Mas volto a meu nome. Como seria natural, assinei com o nome jornalístico. Ao pé da página, o editor colocou: Janer Cristaldo é doutor pela Université de la Sorbonne Nouvelle. Antropólogos, indigenistas – e até mesmo um cineasta – que haviam caído sobre mim como um enxame de vespas furiosas, tentaram desqualificar-me. Foram pesquisar nos arquivos da Sorbonne Nouvelle e lá não havia nenhum Dr. Janer Cristaldo.
Claro que não havia. Havia o dr. Ferreira Moreira. Ou docteur Ferrerrá Morrerrá, em bom francês. Como esqueci de assinar com meu nome jornalístico, a tese saiu em nome de meu alterego luso. Aliás, até hoje não me peguei meu diploma. Primeiro, porque exigia muita burocracia. Segundo, de que me adiantava exibir na parede o DR do Ferreira Moreira?
Enfim, para dizer que se às vezes me confundo com meu nome, não é de espantar que esqueça minha data natalícia. Tenho sido lembrado, nos últimos dois anos, pelos interlocutores do Facebook. Completo hoje, oficialmente, minha 65ª volta em torno ao sol. (De fato, foi há três meses). Recebi não poucos votos de muitos dias felizes pela frente.

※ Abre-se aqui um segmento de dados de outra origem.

use serde::{Deserialize, Serialize};
use thiserror::Error;

/// A string did not name any variant of a string-backed enum.
#[derive(Error, Debug, Clone, PartialEq, Eq)]
#[error("Invalid {field} value: {value}")]
pub struct InvalidEnum {
    pub field: String,
    pub value: String,
}

/// Macro to generate enum with as_str + std::str::FromStr pattern
macro_rules! str_enum {
    ($name:ident { $($variant:ident => $s:literal),+ $(,)? }) => {
        #[derive(Debug, Clone, Copy, PartialEq, Eq, Hash, Serialize, Deserialize)]
        #[serde(rename_all = "snake_case")]
        pub enum $name {
            $($variant),+
        }

        impl $name {
            pub fn as_str(&self) -> &'static str {
                match self {
                    $(Self::$variant => $s),+
                }
            }
        }

        impl std::str::FromStr for $name {
            type Err = InvalidEnum;

            fn from_str(s: &str) -> Result<Self, Self::Err> {
                match s {
                    $($s => Ok(Self::$variant)),+,
                    _ => Err(InvalidEnum {
                        field: stringify!($name).into(),
                        value: s.into(),
                    }),
                }
            }
        }

        impl std::fmt::Display for $name {
            fn fmt(&self, f: &mut std::fmt::Formatter<'_>) -> std::fmt::Result {
                f.write_str(self.as_str())
            }
        }
    };
}

str_enum!(Sender {
    User => "user",
    Bot => "bot",
});

// Drives the visual treatment of a bot message on the display surface.
str_enum!(MessageCategory {
    Normal => "normal",
    Warning => "warning",
    Suggestion => "suggestion",
});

Principalmente de Dom Pedrito, o que muito me comove. Só agora, nestes dias de Internet, estou falando com a cidade em que me criei. Quando escrevia em Porto Alegre, há boas quatro décadas, era praticamente desconhecido em Dom Pedrito, pois só um ou dois exemplares do jornal chegavam lá. Hoje, posso ser lido em qualquer lugar do mundo.
Se serão muito os dias felizes, não sei. Nunca sabemos. Mas espero que sejam, para continuar espicaçando leitores. Aos que me lembraram – já que eu me esqueço -, meu comovido agradecimento. E minhas escusas por enganá-los. Mas isto é o de menos, afinal cumprimos aniversário todos os dias.